■ Your assignment
Only the lines from the one containing "rust_i18n::locale().to_string()" through the end of the entries should be repeated, exactly as they appear, first and last included.

[Opening The data section]

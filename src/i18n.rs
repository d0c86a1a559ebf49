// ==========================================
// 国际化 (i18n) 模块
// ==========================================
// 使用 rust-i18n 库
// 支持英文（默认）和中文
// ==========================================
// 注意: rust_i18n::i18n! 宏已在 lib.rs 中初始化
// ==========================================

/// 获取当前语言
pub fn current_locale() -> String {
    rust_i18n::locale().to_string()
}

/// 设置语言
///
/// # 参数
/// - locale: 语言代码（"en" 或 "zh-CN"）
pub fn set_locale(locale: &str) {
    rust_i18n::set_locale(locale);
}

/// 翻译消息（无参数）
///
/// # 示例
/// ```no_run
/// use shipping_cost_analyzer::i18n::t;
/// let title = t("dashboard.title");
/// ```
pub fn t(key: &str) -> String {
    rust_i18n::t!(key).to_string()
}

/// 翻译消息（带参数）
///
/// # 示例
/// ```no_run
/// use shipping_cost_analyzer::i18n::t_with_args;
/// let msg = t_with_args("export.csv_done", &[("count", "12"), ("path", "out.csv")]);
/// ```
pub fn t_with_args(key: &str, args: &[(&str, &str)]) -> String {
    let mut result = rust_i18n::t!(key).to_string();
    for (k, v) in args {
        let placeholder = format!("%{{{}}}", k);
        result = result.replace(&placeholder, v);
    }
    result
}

[Closing The data section]

■ Exercise response
    rust_i18n::locale().to_string()
}

/// 设置语言
///
/// # 参数
/// - locale: 语言代码（"en" 或 "zh-CN"）
pub fn set_locale(locale: &str) {
    rust_i18n::set_locale(locale);
}

/// 翻译消息（无参数）
///
/// # 示例
/// ```no_run
/// use shipping_cost_analyzer::i18n::t;
/// let title = t("dashboard.title");
/// ```
pub fn t(key: &str) -> String {
    rust_i18n::t!(key).to_string()
}

/// 翻译消息（带参数）
///
/// # 示例
/// ```no_run
/// use shipping_cost_analyzer::i18n::t_with_args;
/// let msg = t_with_args("export.csv_done", &[("count", "12"), ("path", "out.csv")]);
/// ```
pub fn t_with_args(key: &str, args: &[(&str, &str)]) -> String {
    let mut result = rust_i18n::t!(key).to_string();
    for (k, v) in args {
        let placeholder = format!("%{{{}}}", k);
        result = result.replace(&placeholder, v);
    }
    result
}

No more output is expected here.